_WORK INSTRUCTIONS:_ Keep only the lines of the data below that contain "BatchOptions", and copy them.
[[ STUDY MATERIAL, beginning ]]
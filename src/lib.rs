//! # entsync
//!
//! Rebuilds the DOCTYPE internal subset of technical-publication XML
//! documents from what each document actually references: parameter
//! entities for shared boilerplate, unparsed entities for graphics, and
//! the notation those graphics need.
//!
//! The workspace is split the same way the work is:
//!
//! - `entsync-core`: profile, catalog, scanning and rewriting (no I/O)
//! - `entsync-traits`: the executor and document-store seams
//! - `entsync-executor`: sequential and rayon executors
//! - `entsync-resource`: filesystem store with atomic replace, project discovery
//!
//! This crate adds the batch driver and the `entsync` command line tool.
//!
//! ```ignore
//! use entsync::{Batch, BatchMode, BatchOptions, FilesystemDocumentStore, Profile};
//! use std::sync::Arc;
//!
//! let options = BatchOptions { mode: BatchMode::Apply, ..Default::default() };
//! let batch = Batch::new(Profile::builtin()?, Arc::new(FilesystemDocumentStore::new()), options);
//! let load = batch.load_catalog(&reference_paths);
//! let report = batch.run(load.catalog, document_paths);
//! ```

pub mod batch;
pub mod error;

pub use batch::{
    Batch, BatchMode, BatchOptions, BatchReport, BatchSummary, CancellationToken, DocumentOutcome,
    DocumentReport, ReportCategory,
};
pub use error::BatchError;

pub use entsync_core::{
    Catalog, CatalogBuilder, CatalogLoad, Declaration, DeclarationRule, DeclarationSet, Engine,
    EngineError, Preparation, PreparedDocument, Profile, ScanConvention, UnresolvedPolicy,
};
pub use entsync_executor::{ExecutorImpl, PoolError};
pub use entsync_resource::{FilesystemDocumentStore, discover_documents, discover_reference_files};
pub use entsync_traits::{DocumentStore, InMemoryDocumentStore, SharedBytes, StoreError};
[[ STUDY MATERIAL, end ]]
_RESULT BELOW:_
//! use entsync::{Batch, BatchMode, BatchOptions, FilesystemDocumentStore, Profile};
//! let options = BatchOptions { mode: BatchMode::Apply, ..Default::default() };
    Batch, BatchMode, BatchOptions, BatchReport, BatchSummary, CancellationToken, DocumentOutcome,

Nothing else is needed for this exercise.